START Material supplied

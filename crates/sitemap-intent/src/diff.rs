//! Set difference between a crawl and the previous snapshot.
//!
//! Identity is the normalized URL. `lastmod` is never consulted.

use crate::normalizer::normalize;
use crate::snapshot::Snapshot;
use crate::types::{UrlRecord, UNKNOWN};
use serde::{Deserialize, Serialize};
use std::collections::{HashMap, HashSet};

/// A URL that disappeared since the prior snapshot. Not re-classified.
#[derive(Debug, Clone, PartialEq, Eq, Serialize, Deserialize)]
pub struct RemovedUrl {
    pub url: String,
    pub path: String,
    /// Category the URL had when it was last seen.
    pub intent_category: String,
    pub last_seen_snapshot: String,
}

/// Result of diffing one crawl.
#[derive(Debug, Clone, Default, PartialEq, Eq, Serialize, Deserialize)]
pub struct DiffReport {
    pub previous_snapshot_id: Option<String>,
    /// New URLs in crawl order.
    pub new_urls: Vec<String>,
    /// Removed URLs in prior-snapshot order.
    pub removed_urls: Vec<RemovedUrl>,
}

impl DiffReport {
    pub fn is_first_run(&self) -> bool {
        self.previous_snapshot_id.is_none()
    }
}

/// Mark `is_new` on `records` and collect the removed URLs.
///
/// Without a prior snapshot every record is new and nothing is removed.
pub fn diff_against(records: &mut [UrlRecord], prior: Option<&Snapshot>) -> DiffReport {
    diff_sample(records, None, prior)
}

/// [`diff_against`] for a run that classified only a sample of the site.
///
/// `site_urls` lists every identity the site currently has. A URL counts as
/// new only if the prior snapshot never listed it, and as removed only if
/// it is missing from `site_urls`, so a shifting sample window reports no
/// change by itself.
pub fn diff_sample(
    records: &mut [UrlRecord],
    site_urls: Option<&[String]>,
    prior: Option<&Snapshot>,
) -> DiffReport {
    let Some(prior) = prior else {
        for record in records.iter_mut() {
            record.is_new = true;
        }
        return DiffReport {
            previous_snapshot_id: None,
            new_urls: records.iter().map(|r| r.url.clone()).collect(),
            removed_urls: Vec::new(),
        };
    };

    let old = prior.urls();
    let mut new_urls = Vec::new();
    for record in records.iter_mut() {
        record.is_new = !old.contains(record.url.as_str());
        if record.is_new {
            new_urls.push(record.url.clone());
        }
    }

    let current: HashSet<&str> = match site_urls {
        Some(urls) => urls.iter().map(String::as_str).collect(),
        None => records.iter().map(|r| r.url.as_str()).collect(),
    };
    let classified: HashMap<&str, &UrlRecord> =
        prior.records.iter().map(|r| (r.url.as_str(), r)).collect();
    let removed_urls = prior
        .site_identities()
        .into_iter()
        .filter(|url| !current.contains(url))
        .map(|url| {
            let (path, intent_category) = match classified.get(url) {
                Some(r) => (r.path.clone(), r.intent_category.clone()),
                None => (
                    normalize(url).map(|n| n.path).unwrap_or_default(),
                    UNKNOWN.to_string(),
                ),
            };
            RemovedUrl {
                url: url.to_string(),
                path,
                intent_category,
                last_seen_snapshot: prior.id.clone(),
            }
        })
        .collect();

    DiffReport {
        previous_snapshot_id: Some(prior.id.clone()),
        new_urls,
        removed_urls,
    }
}

#[cfg(test)]
mod tests {
    use super::*;
    use crate::classifier::RuleClassifier;
    use crate::sitemap::{SampleInfo, SampleStrategy};

    fn records(urls: &[&str]) -> Vec<UrlRecord> {
        let rules = RuleClassifier::default();
        urls.iter()
            .map(|u| rules.classify_url(normalize(u).unwrap(), None))
            .collect()
    }

    fn prior(urls: &[&str]) -> Snapshot {
        Snapshot::new("example.com", records(urls))
    }

    #[test]
    fn test_abc_to_bcd() {
        let old = prior(&["https://e.com/a", "https://e.com/b", "https://e.com/c"]);
        let mut new = records(&["https://e.com/b", "https://e.com/c", "https://e.com/d"]);
        let report = diff_against(&mut new, Some(&old));

        assert_eq!(report.new_urls, vec!["https://e.com/d"]);
        let removed: Vec<_> = report.removed_urls.iter().map(|r| r.url.as_str()).collect();
        assert_eq!(removed, vec!["https://e.com/a"]);
        assert_eq!(report.removed_urls[0].last_seen_snapshot, old.id);

        let flags: Vec<_> = new.iter().map(|r| r.is_new).collect();
        assert_eq!(flags, vec![false, false, true]);
    }

    #[test]
    fn test_first_run_marks_everything_new() {
        let mut new = records(&["https://e.com/a", "https://e.com/b"]);
        let report = diff_against(&mut new, None);
        assert!(report.is_first_run());
        assert!(report.removed_urls.is_empty());
        assert_eq!(report.new_urls.len(), 2);
        assert!(new.iter().all(|r| r.is_new));
    }

    #[test]
    fn test_rerun_clears_stale_flags() {
        let old = prior(&["https://e.com/a"]);
        let mut new = records(&["https://e.com/a"]);
        new[0].is_new = true;
        let report = diff_against(&mut new, Some(&old));
        assert!(report.new_urls.is_empty());
        assert!(!new[0].is_new);
    }

    fn site(urls: &[&str]) -> Vec<String> {
        urls.iter().map(|u| u.to_string()).collect()
    }

    #[test]
    fn test_sample_window_shift_is_not_a_change() {
        let all = site(&["https://e.com/a", "https://e.com/b", "https://e.com/c", "https://e.com/d"]);
        let sample = SampleInfo {
            strategy: SampleStrategy::Random,
            discovered: 4,
            kept: 2,
        };
        let old = prior(&["https://e.com/a", "https://e.com/b"]).with_sample(all.clone(), sample);

        let mut new = records(&["https://e.com/c", "https://e.com/d"]);
        let report = diff_sample(&mut new, Some(&all), Some(&old));
        assert!(report.new_urls.is_empty());
        assert!(report.removed_urls.is_empty());
        assert!(new.iter().all(|r| !r.is_new));

        // A URL that really left the site is still removed, even unclassified.
        let shrunk = site(&["https://e.com/a", "https://e.com/b", "https://e.com/c", "https://e.com/e"]);
        let mut new = records(&["https://e.com/c", "https://e.com/e"]);
        let report = diff_sample(&mut new, Some(&shrunk), Some(&old));
        assert_eq!(report.new_urls, vec!["https://e.com/e"]);
        assert_eq!(report.removed_urls.len(), 1);
        assert_eq!(report.removed_urls[0].url, "https://e.com/d");
        assert_eq!(report.removed_urls[0].path, "/d");
        assert_eq!(report.removed_urls[0].intent_category, UNKNOWN);
    }

    #[test]
    fn test_scheme_change_is_add_plus_remove() {
        let old = prior(&["http://e.com/a"]);
        let mut new = records(&["https://e.com/a"]);
        let report = diff_against(&mut new, Some(&old));
        assert_eq!(report.new_urls, vec!["https://e.com/a"]);
        assert_eq!(report.removed_urls[0].url, "http://e.com/a");
    }

    #[test]
    fn test_trailing_slash_and_query_are_same_identity() {
        let old = prior(&["https://e.com/a/"]);
        let mut new = records(&["https://e.com/a?utm_source=x"]);
        let report = diff_against(&mut new, Some(&old));
        assert!(report.new_urls.is_empty());
        assert!(report.removed_urls.is_empty());
    }

    #[test]
    fn test_lastmod_is_ignored() {
        let mut old_records = records(&["https://e.com/a"]);
        old_records[0].lastmod = Some("2020-01-01".into());
        let old = Snapshot::new("e.com", old_records);
        let mut new = records(&["https://e.com/a"]);
        new[0].lastmod = Some("2026-01-01".into());
        let report = diff_against(&mut new, Some(&old));
        assert!(report.new_urls.is_empty());
    }

    #[test]
    fn test_diff_is_exhaustive() {
        let old_urls = ["https://e.com/1", "https://e.com/2", "https://e.com/3", "https://e.com/4"];
        let new_urls = ["https://e.com/3", "https://e.com/4", "https://e.com/5"];
        let old = prior(&old_urls);
        let mut new = records(&new_urls);
        let report = diff_against(&mut new, Some(&old));

        let o: HashSet<_> = old_urls.iter().map(|s| s.to_string()).collect();
        let n: HashSet<_> = new_urls.iter().map(|s| s.to_string()).collect();
        let added: HashSet<_> = report.new_urls.iter().cloned().collect();
        let removed: HashSet<_> = report.removed_urls.iter().map(|r| r.url.clone()).collect();

        assert_eq!(added, n.difference(&o).cloned().collect());
        assert_eq!(removed, o.difference(&n).cloned().collect());
        assert!(n.is_disjoint(&removed));
    }
}
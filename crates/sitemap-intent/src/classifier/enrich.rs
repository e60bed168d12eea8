//! Optional enrichment of fields the rules left `unknown`.

use super::RuleClassifier;
use crate::error::Result;
use crate::types::{is_resolved, Field, UrlRecord};
use async_trait::async_trait;
use futures::stream::{self, StreamExt};
use tracing::{debug, warn};

/// External classifier consulted for a single unresolved field.
///
/// `Ok(None)` means the collaborator could not decide either.
#[async_trait]
pub trait TextClassifier: Send + Sync {
    async fn classify_unknown(&self, field: Field, tokens: &[String]) -> Result<Option<String>>;
}

/// Counters reported after an enrichment pass.
#[derive(Debug, Clone, Copy, Default, PartialEq, Eq)]
pub struct EnrichStats {
    pub requested: usize,
    pub resolved: usize,
    pub failed: usize,
}

/// Ask `classifier` about every `unknown` action or object, one call per field.
///
/// Resolved fields are never sent. Failures leave the field `unknown`. At most
/// `concurrency` calls are in flight; results are applied in record order.
/// Every record with a newly resolved field is passed through
/// [`RuleClassifier::rederive`].
pub async fn enrich_records(
    records: &mut [UrlRecord],
    classifier: &dyn TextClassifier,
    rules: &RuleClassifier,
    concurrency: usize,
) -> EnrichStats {
    let mut requests = Vec::new();
    for (idx, record) in records.iter().enumerate() {
        if !record.has_action() {
            requests.push((idx, Field::Action, record.tokens.clone()));
        }
        if !record.has_object() {
            requests.push((idx, Field::Object, record.tokens.clone()));
        }
    }

    let mut stats = EnrichStats {
        requested: requests.len(),
        ..EnrichStats::default()
    };
    if requests.is_empty() {
        return stats;
    }

    let answers: Vec<_> = stream::iter(requests)
        .map(|(idx, field, tokens)| async move {
            let answer = classifier.classify_unknown(field, &tokens).await;
            (idx, field, answer)
        })
        .buffered(concurrency.max(1))
        .collect()
        .await;

    let mut changed = Vec::new();
    for (idx, field, answer) in answers {
        let record = &mut records[idx];
        match answer {
            Ok(Some(tag)) if is_resolved(tag.trim()) => {
                let tag = tag.trim().to_string();
                debug!(url = %record.url, %field, %tag, "enriched field");
                match field {
                    Field::Action => record.action = tag,
                    Field::Object => record.object = tag,
                }
                record.notes.push_str(&format!("; {field}=enriched"));
                if changed.last() != Some(&idx) {
                    changed.push(idx);
                }
                stats.resolved += 1;
            }
            Ok(_) => {}
            Err(e) => {
                warn!(url = %record.url, %field, "enrichment failed, keeping unknown: {e}");
                stats.failed += 1;
            }
        }
    }

    for idx in changed {
        rules.rederive(&mut records[idx]);
    }

    stats
}

#[cfg(test)]
mod tests {
    use super::*;
    use crate::error::Error;
    use crate::normalizer::normalize;
    use crate::types::UNKNOWN;
    use std::sync::Mutex;

    /// Answers from a fixed table and records every call it receives.
    struct ScriptedClassifier {
        calls: Mutex<Vec<(Field, Vec<String>)>>,
        fail: bool,
    }

    impl ScriptedClassifier {
        fn new(fail: bool) -> Self {
            Self {
                calls: Mutex::new(Vec::new()),
                fail,
            }
        }
    }

    #[async_trait]
    impl TextClassifier for ScriptedClassifier {
        async fn classify_unknown(&self, field: Field, tokens: &[String]) -> Result<Option<String>> {
            self.calls.lock().unwrap().push((field, tokens.to_vec()));
            if self.fail {
                return Err(Error::Enrichment("backend unavailable".into()));
            }
            Ok(match (field, tokens.first().map(String::as_str)) {
                (Field::Action, Some("headshots")) => Some("generate".into()),
                (Field::Object, Some("eraser")) => Some("unknown".into()),
                _ => None,
            })
        }
    }

    fn records(rules: &RuleClassifier, urls: &[&str]) -> Vec<UrlRecord> {
        urls.iter()
            .map(|u| rules.classify_url(normalize(u).unwrap(), None))
            .collect()
    }

    #[tokio::test]
    async fn test_only_unknown_fields_are_sent() {
        let rules = RuleClassifier::default();
        let mut recs = records(
            &rules,
            &[
                "https://example.com/remove-background",
                "https://example.com/headshots/linkedin",
            ],
        );
        let scripted = ScriptedClassifier::new(false);
        let stats = enrich_records(&mut recs, &scripted, &rules, 4).await;

        let calls = scripted.calls.lock().unwrap().clone();
        assert_eq!(calls.len(), 1);
        assert_eq!(calls[0].0, Field::Action);
        assert_eq!(stats.requested, 1);
        assert_eq!(stats.resolved, 1);

        assert_eq!(recs[0].action, "remove");
        assert_eq!(recs[1].action, "generate");
        assert_eq!(recs[1].object, "headshot");
        assert_eq!(recs[1].intent_category, "generate-headshot");
        assert!(recs[1].notes.contains("action=enriched; intent=derived (rederived)"));
        assert_eq!(recs[1].description, "Generate a new headshot from a prompt or source material.");
    }

    #[tokio::test]
    async fn test_unknown_answer_stays_unknown_and_category_rederives() {
        let rules = RuleClassifier::default();
        let mut recs = records(&rules, &["https://example.com/eraser"]);
        assert_eq!(recs[0].intent_category, UNKNOWN);

        let scripted = ScriptedClassifier::new(false);
        let stats = enrich_records(&mut recs, &scripted, &rules, 1).await;
        assert_eq!(stats.resolved, 0);
        assert_eq!(recs[0].object, UNKNOWN);
    }

    #[tokio::test]
    async fn test_failures_never_fail_the_pass() {
        let rules = RuleClassifier::default();
        let mut recs = records(&rules, &["https://example.com/about", "https://example.com/team"]);
        let before = recs.clone();

        let scripted = ScriptedClassifier::new(true);
        let stats = enrich_records(&mut recs, &scripted, &rules, 2).await;
        assert_eq!(stats.requested, 4);
        assert_eq!(stats.failed, 4);
        assert_eq!(recs, before);
    }
}
//! One intent-mapping run: normalize, classify, enrich, diff, aggregate.

use crate::classifier::{enrich_records, RuleClassifier, TextClassifier};
use crate::classifier::enrich::EnrichStats;
use crate::diff::{diff_sample, DiffReport};
use crate::error::{Error, Result};
use crate::normalizer::{normalize, NormalizedUrl};
use crate::sitemap::{clamp_entries, SampleInfo, SampleStrategy};
use crate::snapshot::Snapshot;
use crate::summary::{summarize, summarize_diff, DiffSummary, SummaryDocument, SummaryOptions};
use crate::tree::{build_tree, verify_counts};
use crate::types::{GroupBy, SitemapEntry, SortMode, UrlRecord};
use rayon::prelude::*;
use serde::{Deserialize, Serialize};
use std::collections::HashSet;
use std::sync::Arc;
use tracing::{debug, info, warn};

/// What to do with a URL that fails normalization.
#[derive(Debug, Clone, Copy, Default, PartialEq, Eq, Serialize, Deserialize)]
#[serde(rename_all = "snake_case")]
pub enum MalformedPolicy {
    /// Log the URL, count it, and continue.
    #[default]
    Skip,
    /// Fail the whole run.
    Abort,
}

#[derive(Debug, Clone, Copy)]
pub struct JobOptions {
    pub on_malformed: MalformedPolicy,
    pub group_by: GroupBy,
    pub sort: SortMode,
    pub sample_size: usize,
    /// Maximum enrichment calls in flight.
    pub enrich_concurrency: usize,
    /// Classify at most this many distinct URLs.
    pub max_urls: Option<usize>,
    /// How to pick them when the input is larger.
    pub sample_strategy: SampleStrategy,
}

impl Default for JobOptions {
    fn default() -> Self {
        Self {
            on_malformed: MalformedPolicy::Skip,
            group_by: GroupBy::Path,
            sort: SortMode::Count,
            sample_size: crate::summary::DEFAULT_SAMPLE_SIZE,
            enrich_concurrency: 4,
            max_urls: None,
            sample_strategy: SampleStrategy::First,
        }
    }
}

/// An input URL dropped by the skip policy.
#[derive(Debug, Clone, PartialEq, Eq, Serialize)]
pub struct SkippedUrl {
    pub url: String,
    pub reason: String,
}

/// Normalized entries ready for classification.
#[derive(Debug, Default)]
pub struct PreparedEntries {
    pub entries: Vec<(NormalizedUrl, Option<String>)>,
    pub skipped: Vec<SkippedUrl>,
    /// Entries dropped because an earlier entry had the same identity.
    pub duplicates: usize,
}

/// Normalize every entry and drop duplicates, keeping the first occurrence.
pub fn prepare_entries(entries: &[SitemapEntry], policy: MalformedPolicy) -> Result<PreparedEntries> {
    let mut prepared = PreparedEntries::default();
    let mut seen = HashSet::with_capacity(entries.len());
    for entry in entries {
        let normalized = match normalize(&entry.url) {
            Ok(n) => n,
            Err(Error::MalformedUrl { url, reason }) if policy == MalformedPolicy::Skip => {
                warn!(%url, "skipping malformed URL: {reason}");
                prepared.skipped.push(SkippedUrl { url, reason });
                continue;
            }
            Err(e) => return Err(e),
        };
        if !seen.insert(normalized.url.clone()) {
            debug!(url = %normalized.url, "dropping duplicate URL");
            prepared.duplicates += 1;
            continue;
        }
        prepared.entries.push((normalized, entry.lastmod.clone()));
    }
    Ok(prepared)
}

/// Everything a run produces.
#[derive(Debug, Clone)]
pub struct JobOutput {
    /// The new snapshot; its records carry the `is_new` flags.
    pub snapshot: Snapshot,
    pub diff: DiffReport,
    pub summary: SummaryDocument,
    pub diff_summary: DiffSummary,
    pub skipped: Vec<SkippedUrl>,
    pub duplicates: usize,
    pub enrichment: Option<EnrichStats>,
    /// Set when `max_urls` cut the input down.
    pub sample: Option<SampleInfo>,
}

impl JobOutput {
    pub fn records(&self) -> &[UrlRecord] {
        &self.snapshot.records
    }
}

/// Batch intent-mapping job.
pub struct IntentJob {
    classifier: RuleClassifier,
    enricher: Option<Arc<dyn TextClassifier>>,
    options: JobOptions,
}

impl IntentJob {
    pub fn new(classifier: RuleClassifier, options: JobOptions) -> Self {
        Self {
            classifier,
            enricher: None,
            options,
        }
    }

    /// Consult `enricher` for fields the rules leave `unknown`.
    pub fn with_enricher(mut self, enricher: Arc<dyn TextClassifier>) -> Self {
        self.enricher = Some(enricher);
        self
    }

    pub fn options(&self) -> &JobOptions {
        &self.options
    }

    /// Normalize, deduplicate, and rule-classify `entries` in input order.
    ///
    /// `max_urls` is not applied here.
    pub fn classify(&self, entries: &[SitemapEntry]) -> Result<(Vec<UrlRecord>, PreparedEntries)> {
        let mut prepared = prepare_entries(entries, self.options.on_malformed)?;
        let batch = std::mem::take(&mut prepared.entries);
        Ok((self.classify_batch(batch), prepared))
    }

    fn classify_batch(&self, batch: Vec<(NormalizedUrl, Option<String>)>) -> Vec<UrlRecord> {
        batch
            .into_par_iter()
            .map(|(normalized, lastmod)| self.classifier.classify_url(normalized, lastmod))
            .collect()
    }

    /// Run the configured enricher, if any, over `records`.
    pub async fn enrich(&self, records: &mut [UrlRecord]) -> Option<EnrichStats> {
        let enricher = self.enricher.as_ref()?;
        let stats = enrich_records(
            records,
            enricher.as_ref(),
            &self.classifier,
            self.options.enrich_concurrency,
        )
        .await;
        info!(
            requested = stats.requested,
            resolved = stats.resolved,
            failed = stats.failed,
            "enrichment finished"
        );
        Some(stats)
    }

    /// Run the whole pipeline against the prior snapshot, if any.
    ///
    /// When the input exceeds `max_urls`, only a sample is classified, but
    /// the snapshot keeps every identity the site listed so later diffs
    /// compare sites rather than samples.
    pub async fn run(
        &self,
        domain: &str,
        entries: &[SitemapEntry],
        prior: Option<&Snapshot>,
    ) -> Result<JobOutput> {
        let mut prepared = prepare_entries(entries, self.options.on_malformed)?;
        let mut batch = std::mem::take(&mut prepared.entries);

        let discovered = batch.len();
        let mut site_urls = None;
        let mut sample = None;
        if let Some(max_urls) = self.options.max_urls.filter(|max| discovered > *max) {
            site_urls = Some(batch.iter().map(|(n, _)| n.url.clone()).collect::<Vec<_>>());
            batch = clamp_entries(batch, max_urls, self.options.sample_strategy);
            sample = Some(SampleInfo {
                strategy: self.options.sample_strategy,
                discovered,
                kept: batch.len(),
            });
            info!(
                from = discovered,
                to = batch.len(),
                strategy = ?self.options.sample_strategy,
                "sampled URLs"
            );
        }

        let mut records = self.classify_batch(batch);
        info!(
            domain,
            records = records.len(),
            skipped = prepared.skipped.len(),
            duplicates = prepared.duplicates,
            "classified URLs"
        );

        let enrichment = self.enrich(&mut records).await;

        let diff = diff_sample(&mut records, site_urls.as_deref(), prior);
        info!(
            new = diff.new_urls.len(),
            removed = diff.removed_urls.len(),
            first_run = diff.is_first_run(),
            "diffed against previous snapshot"
        );

        let summary_options = SummaryOptions {
            sample_size: self.options.sample_size,
            sort: self.options.sort,
        };
        let tree = build_tree(&records, self.options.group_by, self.options.sort);
        verify_counts(&tree, records.len())?;

        let mut snapshot = Snapshot::new(domain, records);
        if let (Some(urls), Some(info)) = (site_urls, sample) {
            snapshot = snapshot.with_sample(urls, info);
        }
        let mut summary = summarize(domain, &snapshot.records, tree, summary_options);
        summary.sample = sample;
        let mut diff_summary =
            summarize_diff(domain, &snapshot.id, &snapshot.records, &diff, summary_options);
        diff_summary.sample = sample;

        Ok(JobOutput {
            snapshot,
            diff,
            summary,
            diff_summary,
            skipped: prepared.skipped,
            duplicates: prepared.duplicates,
            enrichment,
            sample,
        })
    }
}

END Material supplied

◆ **To do**:
Wherever the string "trim" appears in the records, copy the whole line.

◆ **Exercise response**:
            Ok(Some(tag)) if is_resolved(tag.trim()) => {
                let tag = tag.trim().to_string();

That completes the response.